Basic information on genetics

Cells, chromosomes and genes

The body consists of 300 trillion cells which all contain the same genetic information. This information is contained in the DNA (the chemical substance deoxyribonucleic acid) that is found in 23 pairs of chromosomes in the cell nucleus. One half of a chromosome pair is inherited from the mother and the other half is inherited from the father. At identical places (loci) these pairs of chromosomes carry information for one and the same characteristic. Each characteristic is therefore determined by the information of two genes of one pair of genes. Some tens of thousands of genes are distributed over the 23 pairs of chromosomes. These genes contain the coded data (the genetic code) for making proteins, the building-blocks of the human body.

Genetic code

DNA is partly made up of a chain of four chemical elements, namely adenine (A), cytosine (C), guanine (G) and thymine (T), always in different sequences. These four substances are regarded as being the 'letters' of the genome. These make 'words'. In each case a word consists of a specific combination of three of the four letters and forms the code for an amino acid. Amino acids are the building-blocks of the proteins. From this 'genetic code', the DNA contains the complete building plan for producing all the proteins of the body.

Test material and methods

In order to carry out genetic testing it is necessary to have cells of the person to be tested. Because all the cells of an individual contain exactly the same DNA, any cell can be used for this. Generally white blood cells are chosen because they can be obtained very easily from a blood sample. About 2 ml of blood are taken for this.
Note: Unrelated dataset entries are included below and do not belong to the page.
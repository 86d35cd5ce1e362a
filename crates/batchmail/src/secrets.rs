//! Secret resolution and at-rest encryption.
//!
//! Secrets such as OAuth client secrets and the storage key can be supplied in
//! three ways, checked in priority order:
//!
//! 1. **Direct value** - handy for local runs (`BATCH_APP_GOOGLE_CLIENT_SECRET=...`)
//! 2. **File reference** - Docker secrets pattern (`BATCH_APP_GOOGLE_CLIENT_SECRET_FILE=/run/secrets/x`)
//! 3. **Env var reference** - indirection to another variable name
//!
//! [`TokenEncryptor`] wraps AES-256-GCM and is what the encrypted stores use.

use aes_gcm::{
    aead::{Aead, KeyInit},
    Aes256Gcm, Nonce,
};
use base64::engine::general_purpose::{STANDARD, URL_SAFE, URL_SAFE_NO_PAD};
use base64::Engine;
use secrecy::SecretString;
use std::fs;

/// Error type for secret resolution and encryption failures.
#[derive(Debug, thiserror::Error)]
pub enum SecretError {
    #[error("No secret source provided (need one of: direct value, file path, or env var name)")]
    NoSourceProvided,

    #[error("Failed to read secret from file '{path}': {source}")]
    FileReadError {
        path: String,
        #[source]
        source: std::io::Error,
    },

    #[error("Environment variable '{name}' not set")]
    EnvVarNotSet { name: String },

    #[error("Environment variable '{name}' contains invalid UTF-8")]
    EnvVarNotUnicode { name: String },

    #[error("Encryption error: {0}")]
    EncryptionError(String),

    #[error("Decryption error: {0}")]
    DecryptionError(String),

    #[error("Invalid encryption key: {0}")]
    InvalidKey(String),
}

/// Result type for secret resolution.
pub type Result<T> = std::result::Result<T, SecretError>;

/// Resolves a secret from multiple sources in priority order:
/// 1. Direct value (if provided and non-empty)
/// 2. File contents (if path provided)
/// 3. Environment variable (if name provided)
///
/// # Examples
///
/// ```ignore
/// use batchmail::secrets::resolve_secret;
///
/// let secret = resolve_secret(None, Some("/run/secrets/client_secret"), Some("CLIENT_SECRET"))?;
/// ```
pub fn resolve_secret(
    direct: Option<&str>,
    file_path: Option<&str>,
    env_var: Option<&str>,
) -> Result<SecretString> {
    if let Some(value) = direct {
        if !value.is_empty() {
            return Ok(SecretString::from(value.to_string()));
        }
    }

    if let Some(path) = file_path {
        if !path.is_empty() {
            let expanded = expand_home(path);
            return match fs::read_to_string(&expanded) {
                Ok(content) => Ok(SecretString::from(content.trim().to_string())),
                Err(e) => Err(SecretError::FileReadError {
                    path: expanded,
                    source: e,
                }),
            };
        }
    }

    if let Some(var_name) = env_var {
        if !var_name.is_empty() {
            return match std::env::var(var_name) {
                // Env vars may carry trailing newlines
                Ok(value) => Ok(SecretString::from(value.trim())),
                Err(std::env::VarError::NotPresent) => Err(SecretError::EnvVarNotSet {
                    name: var_name.to_string(),
                }),
                Err(std::env::VarError::NotUnicode(_)) => Err(SecretError::EnvVarNotUnicode {
                    name: var_name.to_string(),
                }),
            };
        }
    }

    Err(SecretError::NoSourceProvided)
}

/// Resolves a secret, returning None if no source is provided instead of an error.
pub fn resolve_secret_optional(
    direct: Option<&str>,
    file_path: Option<&str>,
    env_var: Option<&str>,
) -> Result<Option<SecretString>> {
    match resolve_secret(direct, file_path, env_var) {
        Ok(secret) => Ok(Some(secret)),
        Err(SecretError::NoSourceProvided) => Ok(None),
        Err(e) => Err(e),
    }
}

/// Expands `~` to the user's home directory.
///
/// Only `~` and `~/path` are supported, not `~user/path`.
fn expand_home(path: &str) -> String {
    if path == "~" || path.starts_with("~/") {
        if let Some(home) = std::env::var_os("HOME").or_else(|| std::env::var_os("USERPROFILE")) {
            if path == "~" {
                return home.to_string_lossy().into_owned();
            }
            return path.replacen('~', &home.to_string_lossy(), 1);
        }
    }
    path.to_string()
}

// ============================================
// Storage Encryption
// ============================================

/// Nonce size for AES-256-GCM (96 bits = 12 bytes).
const NONCE_SIZE: usize = 12;

/// Required key size for AES-256 (32 bytes).
const KEY_SIZE: usize = 32;

/// Symmetric encryptor for the on-disk stores, using AES-256-GCM.
///
/// The key is 32 raw bytes supplied base64-encoded. Both the standard and the
/// URL-safe alphabet are accepted, so Fernet-style keys keep working.
pub struct TokenEncryptor {
    cipher: Aes256Gcm,
}

impl TokenEncryptor {
    /// Creates a new encryptor from a base64-encoded 32 byte key.
    ///
    /// # Errors
    ///
    /// Returns [`SecretError::InvalidKey`] if the value is not base64 or does
    /// not decode to exactly 32 bytes. Callers treat this as fatal.
    pub fn from_base64_key(key_b64: &str) -> Result<Self> {
        let key_b64 = key_b64.trim();
        let key_bytes = STANDARD
            .decode(key_b64)
            .or_else(|_| URL_SAFE.decode(key_b64))
            .or_else(|_| URL_SAFE_NO_PAD.decode(key_b64))
            .map_err(|e| SecretError::InvalidKey(format!("Invalid base64 key: {}", e)))?;

        if key_bytes.len() != KEY_SIZE {
            return Err(SecretError::InvalidKey(format!(
                "Key must be {} bytes, got {} bytes",
                KEY_SIZE,
                key_bytes.len()
            )));
        }

        let cipher = Aes256Gcm::new_from_slice(&key_bytes)
            .map_err(|e| SecretError::InvalidKey(format!("Failed to create cipher: {}", e)))?;

        Ok(Self { cipher })
    }

    /// Encrypts `plaintext` and returns base64 of `<12-byte nonce><ciphertext>`.
    pub fn encrypt(&self, plaintext: &[u8]) -> Result<String> {
        let nonce_bytes = rand_bytes::<NONCE_SIZE>()?;
        let nonce = Nonce::from_slice(&nonce_bytes);

        let ciphertext = self
            .cipher
            .encrypt(nonce, plaintext)
            .map_err(|e| SecretError::EncryptionError(e.to_string()))?;

        let mut combined = nonce_bytes.to_vec();
        combined.extend(ciphertext);

        Ok(STANDARD.encode(combined))
    }

    /// Decrypts the output of [`TokenEncryptor::encrypt`].
    pub fn decrypt(&self, encoded: &str) -> Result<Vec<u8>> {
        let combined = STANDARD
            .decode(encoded.trim())
            .map_err(|e| SecretError::DecryptionError(format!("Invalid base64: {}", e)))?;

        if combined.len() < NONCE_SIZE {
            return Err(SecretError::DecryptionError(
                "Ciphertext too short".to_string(),
            ));
        }

        let (nonce_bytes, ciphertext) = combined.split_at(NONCE_SIZE);
        let nonce = Nonce::from_slice(nonce_bytes);

        self.cipher
            .decrypt(nonce, ciphertext)
            .map_err(|e| SecretError::DecryptionError(e.to_string()))
    }
}

/// Returns a URL-safe random token carrying `N` bytes of entropy.
///
/// Used for session identifiers handed to the web layer.
pub fn random_token<const N: usize>() -> Result<String> {
    Ok(URL_SAFE_NO_PAD.encode(rand_bytes::<N>()?))
}

/// Generates random bytes from the OS generator.
fn rand_bytes<const N: usize>() -> Result<[u8; N]> {
    let mut bytes = [0u8; N];
    getrandom::fill(&mut bytes).map_err(|e| {
        SecretError::EncryptionError(format!("Failed to generate random bytes: {}", e))
    })?;
    Ok(bytes)
}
In cytogenetic diagnostics the number of chromosomes and their make-up are examined under the microscope. Abnormalities in the number or substantial variations in their structure (such as a chromosome from which a large piece is missing) can be determined in this way.

From a number of disorders it is already known that they are caused by a protein that is not functioning or is functioning poorly. From a so-called molecular diagnosis of these diseases the genetic code is read from the DNA for that protein, and is compared with the code for a normal protein in order to determine any differences.

Normal and abnormal genes

In the case of some genes only one normal version is known, which is denoted as the 'wild type'. Other genes display polymorphism. This means that different variants of the gene exist, which can all be considered as being normal. Variations in the gene for the protein keratin determine for example whether you have curly or straight hair.

Changes in the structure or the function of the genes can cause all kinds of abnormalities and illnesses.

Abnormal genes can be inherited from one of the parents or from both together and thus result in hereditary illnesses. Genes can also, however, become defective through faults that are not inherited, but which develop in life, often under the influence of external factors. Defective genes such as this can, for example, be the starting point for a cancerous process.

Monogenetic disorders

Defects in a single gene or pair of genes are clearly responsible for hundreds of already known - dominant, recessive or X-linked - inherited disorders, by far the most of which are fortunately rare.
Some of these so-called monogenetic disorders, such as cystic fibrosis or mucoviscidosis (1 in 3,000 births) and fragile X syndrome (a hereditary mental disorder; about 1 in 1,000 births) occur somewhat more frequently. By detecting the gene defect, certainty can be obtained about the question of whether someone has or will have a hereditary disorder.

Multifactorial disorders

In the case of disorders that occur much more frequently, such as raised blood pressure (hypertension), cardiovascular diseases, cancer, diabetes, etc., usually it is not possible to establish a simple causal relationship between the disease and the presence of one defective gene.

These diseases occur as a consequence of a complex interaction of the effects of different genes (polygenetic heredity) with environment-related factors and influences. All this is denoted as being multifactorial heredity. The degree to which the genes of a certain individual also contribute to the occurrence of a disorder is known as 'genetic susceptibility'.

Proof for a genetically determined component of susceptibility to these disorders comes from a study of the family, mainly of identical and non-identical twins. For diabetes and raised blood pressure this genetic component of susceptibility has been very clearly demonstrated.

For most multifactorial disorders it is not (yet) known which genes are involved.